Jacobsen: How do you think some of the economics training that we received, which was really principles, basic math, and economic thinking with some experiments, inot either this research of your professional work moving forward as a journalist?

Dabbous: I wrote in my notebook a few things about that, namely: “Economics is quite like George Sand and Lou Andreas-Salomé.” They were considered harsh by society and their lovers – in how they think, what we should do, how we should achieve social good. This connects to economics. Economists, as we heard, can be harsh too, in what they want societies to go through. There is a truth to that, but we have to think critically about it too. Again comes this idea of magic, faith, and hope. Economists are harsh, but they are unwittingly optimistic. The economists that, at least, we looked at, thought markets will work by themselves. It is like the faith of the 19th century and of these two women. Sand and Salomé also thought we have to go through hardship, but they were also activists and believed something else is out there and which we must strive toward.

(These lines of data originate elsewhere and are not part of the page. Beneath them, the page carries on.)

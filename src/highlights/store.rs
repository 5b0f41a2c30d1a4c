//! Highlight collections over a key-value substrate
//!
//! Every operation reads the whole collection, works on an in-memory copy and
//! writes the whole collection back. Records are kept as raw JSON between
//! read and write so entries this build cannot decode survive untouched.
//! Failures are logged and degrade to empty reads or abandoned writes.

use std::sync::Arc;

use serde_json::{Map, Value};

use crate::anchor::DEFAULT_CONTEXT_WINDOW;

use super::kv::{KeyValueStore, EMPTY_COLLECTION};
use super::types::{HighlightKind, HighlightRecord, ValidationError};
use super::StoreError;

/// Result of [`HighlightStore::save`]
#[derive(Debug, Clone, PartialEq, Eq)]
pub enum SaveOutcome {
    /// Appended to the collection
    Stored,
    /// A record with the same dedup key already exists
    Duplicate,
    /// Rejected by validation
    Invalid(ValidationError),
    /// The substrate could not be read or written
    Unavailable,
}

impl SaveOutcome {
    pub fn is_stored(&self) -> bool {
        matches!(self, SaveOutcome::Stored)
    }
}

/// Result of [`HighlightStore::update`]
#[derive(Debug, Clone, PartialEq, Eq)]
pub enum UpdateOutcome {
    /// Merged, validated and written
    Applied(HighlightRecord),
    /// No record with that id
    Missing,
    /// The merged record has the dedup key of another stored record
    Duplicate,
    /// The merged record failed validation and was discarded
    Invalid(ValidationError),
    /// The substrate could not be read or written
    Unavailable,
}

/// One highlight collection
pub struct HighlightStore<S: KeyValueStore + ?Sized> {
    substrate: Arc<S>,
    kind: HighlightKind,
    /// Longest prefix or suffix accepted on write, in characters
    max_context: usize,
}

impl<S: KeyValueStore + ?Sized> Clone for HighlightStore<S> {
    fn clone(&self) -> Self {
        Self {
            substrate: Arc::clone(&self.substrate),
            kind: self.kind,
            max_context: self.max_context,
        }
    }
}

impl<S: KeyValueStore + ?Sized> HighlightStore<S> {
    pub fn new(substrate: Arc<S>, kind: HighlightKind) -> Self {
        Self {
            substrate,
            kind,
            max_context: DEFAULT_CONTEXT_WINDOW,
        }
    }

    pub fn with_context_window(mut self, window: usize) -> Self {
        self.max_context = window;
        self
    }

    /// The underlying substrate, shared with other collections
    pub fn substrate(&self) -> &Arc<S> {
        &self.substrate
    }

    /// Valid records belonging to `url`, in insertion order
    pub async fn get_for_document(&self, url: &str) -> Vec<HighlightRecord> {
        self.get_all()
            .await
            .into_iter()
            .filter(|record| record.url() == url)
            .collect()
    }

    /// Every valid record in the collection
    pub async fn get_all(&self) -> Vec<HighlightRecord> {
        match self.load().await {
            Ok(values) => self.decode_all(&values),
            Err(e) => {
                tracing::error!("Failed to read {} highlights: {}", self.kind.as_str(), e);
                Vec::new()
            }
        }
    }

    /// Look a record up by document and id
    pub async fn find(&self, url: &str, id: &str) -> Option<HighlightRecord> {
        self.get_for_document(url)
            .await
            .into_iter()
            .find(|record| record.id() == id)
    }

    /// Validate and append a record, skipping duplicates
    pub async fn save(&self, record: &HighlightRecord) -> SaveOutcome {
        if record.kind() != self.kind {
            let error = ValidationError::KindMismatch {
                expected: self.kind.as_str(),
                found: record.kind().as_str(),
            };
            tracing::warn!("Dropping highlight {}: {}", record.id(), error);
            return SaveOutcome::Invalid(error);
        }
        if let Err(error) = record
            .validate()
            .and_then(|()| record.check_context(self.max_context))
        {
            tracing::warn!("Dropping highlight {}: {}", record.id(), error);
            return SaveOutcome::Invalid(error);
        }

        let mut values = match self.load().await {
            Ok(values) => values,
            Err(e) => {
                tracing::error!("Failed to read {} highlights: {}", self.kind.as_str(), e);
                return SaveOutcome::Unavailable;
            }
        };

        let key = record.dedup_key();
        if self
            .decode_all(&values)
            .iter()
            .any(|existing| existing.dedup_key() == key)
        {
            tracing::debug!("Highlight already stored, skipping {}", record.id());
            return SaveOutcome::Duplicate;
        }

        let value = match record.to_value() {
            Ok(value) => value,
            Err(e) => {
                tracing::error!("Failed to encode highlight {}: {}", record.id(), e);
                return SaveOutcome::Unavailable;
            }
        };
        values.push(value);

        match self.persist(&values).await {
            Ok(()) => {
                tracing::info!("Saved {} highlight {}", self.kind.as_str(), record.id());
                SaveOutcome::Stored
            }
            Err(e) => {
                tracing::error!("Failed to write {} highlights: {}", self.kind.as_str(), e);
                SaveOutcome::Unavailable
            }
        }
    }

    /// Decode, validate and append a raw JSON record
    pub async fn save_value(&self, value: &Value) -> SaveOutcome {
        match HighlightRecord::from_value(value, self.kind) {
            Ok(record) => self.save(&record).await,
            Err(error) => {
                tracing::warn!("Dropping invalid {} highlight: {}", self.kind.as_str(), error);
                SaveOutcome::Invalid(error)
            }
        }
    }

    /// Delete the record with `id`; returns whether one was removed
    pub async fn remove(&self, id: &str) -> bool {
        self.retain(|value| record_id(value) != Some(id)).await > 0
    }

    /// Delete every record belonging to `url`; returns how many were removed
    pub async fn clear_for_document(&self, url: &str) -> usize {
        self.retain(|value| value.get("url").and_then(Value::as_str) != Some(url))
            .await
    }

    /// Merge a JSON patch onto the record with `id`.
    ///
    /// `null` members delete fields and nested objects merge recursively. The
    /// id is never changed. The merged record must pass validation and must
    /// not collide with another record's dedup key.
    pub async fn update(&self, id: &str, patch: &Value) -> UpdateOutcome {
        let mut values = match self.load().await {
            Ok(values) => values,
            Err(e) => {
                tracing::error!("Failed to read {} highlights: {}", self.kind.as_str(), e);
                return UpdateOutcome::Unavailable;
            }
        };

        let Some(position) = values.iter().position(|value| record_id(value) == Some(id)) else {
            return UpdateOutcome::Missing;
        };

        let mut merged = values[position].clone();
        merge_patch(&mut merged, patch);
        if let Some(object) = merged.as_object_mut() {
            object.insert("id".to_string(), Value::String(id.to_string()));
        }

        let record = match HighlightRecord::from_value(&merged, self.kind)
            .and_then(|record| record.check_context(self.max_context).map(|()| record))
        {
            Ok(record) => record,
            Err(error) => {
                tracing::warn!("Discarding invalid update to {}: {}", id, error);
                return UpdateOutcome::Invalid(error);
            }
        };

        let key = record.dedup_key();
        let collides = values
            .iter()
            .enumerate()
            .filter(|&(index, _)| index != position)
            .filter_map(|(_, value)| HighlightRecord::from_value(value, self.kind).ok())
            .any(|other| other.dedup_key() == key);
        if collides {
            tracing::debug!("Discarding update to {}: duplicates another highlight", id);
            return UpdateOutcome::Duplicate;
        }
        values[position] = merged;

        match self.persist(&values).await {
            Ok(()) => {
                tracing::info!("Updated {} highlight {}", self.kind.as_str(), id);
                UpdateOutcome::Applied(record)
            }
            Err(e) => {
                tracing::error!("Failed to write {} highlights: {}", self.kind.as_str(), e);
                UpdateOutcome::Unavailable
            }
        }
    }

    async fn retain<F>(&self, keep: F) -> usize
    where
        F: Fn(&Value) -> bool,
    {
        let mut values = match self.load().await {
            Ok(values) => values,
            Err(e) => {
                tracing::error!("Failed to read {} highlights: {}", self.kind.as_str(), e);
                return 0;
            }
        };

        let before = values.len();
        values.retain(|value| keep(value));
        let removed = before - values.len();
        if removed == 0 {
            return 0;
        }

        match self.persist(&values).await {
            Ok(()) => {
                tracing::info!("Removed {} {} highlight(s)", removed, self.kind.as_str());
                removed
            }
            Err(e) => {
                tracing::error!("Failed to write {} highlights: {}", self.kind.as_str(), e);
                0
            }
        }
    }

    async fn load(&self) -> Result<Vec<Value>, StoreError> {
        let raw = self
            .substrate
            .get_or(self.kind.storage_key(), EMPTY_COLLECTION)
            .await?;
        Ok(serde_json::from_str(&raw)?)
    }

    async fn persist(&self, values: &[Value]) -> Result<(), StoreError> {
        let raw = serde_json::to_string(values)?;
        self.substrate.set(self.kind.storage_key(), &raw).await
    }

    fn decode_all(&self, values: &[Value]) -> Vec<HighlightRecord> {
        values
            .iter()
            .filter_map(|value| match HighlightRecord::from_value(value, self.kind) {
                Ok(record) => Some(record),
                Err(e) => {
                    tracing::debug!("Skipping unreadable {} highlight: {}", self.kind.as_str(), e);
                    None
                }
            })
            .collect()
    }
}

fn record_id(value: &Value) -> Option<&str> {
    value.get("id").and_then(Value::as_str)
}

/// RFC 7396 merge
fn merge_patch(target: &mut Value, patch: &Value) {
    let Value::Object(patch) = patch else {
        *target = patch.clone();
        return;
    };
    if !target.is_object() {
        *target = Value::Object(Map::new());
    }
    if let Value::Object(target) = target {
        for (key, value) in patch {
            if value.is_null() {
                target.remove(key);
            } else {
                merge_patch(target.entry(key.clone()).or_insert(Value::Null), value);
            }
        }
    }
}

Equilibrium, economically, is an interesting concept. Many economists think government intervention will prevent equilibrium from happening. That’s also something I look at, whether in psychology or in psychoanalysis. Salomé was a psychoanalyst who worked with Freud. For them, they also wanted to find an equilibrium mentally and thought we as individuals also sabotage that goal. The same way economists view governments as sabotaging their equilibrium! Of course you can say “we need a revolution,” and end up realizing a revolution was counterproductive, causing reactionary movements instead. But that depends on what is counterproductive, in the long-run. And we can’t know that. It is true of psychology and economics. The economists we listened to admitted, “We can’t predict things 100%.” That was great to hear.

Jacobsen: Rayyan, thank you very, very much for the opportunity to meet, learn from one another, and conduct the interview [Laughing] while you’re in the middle of your flight back from Vancouver to Toronto on your doctoral research, it’s been a pleasure in-person and in the interview.

Dabbous: You’re welcome. Thank you. Same, same.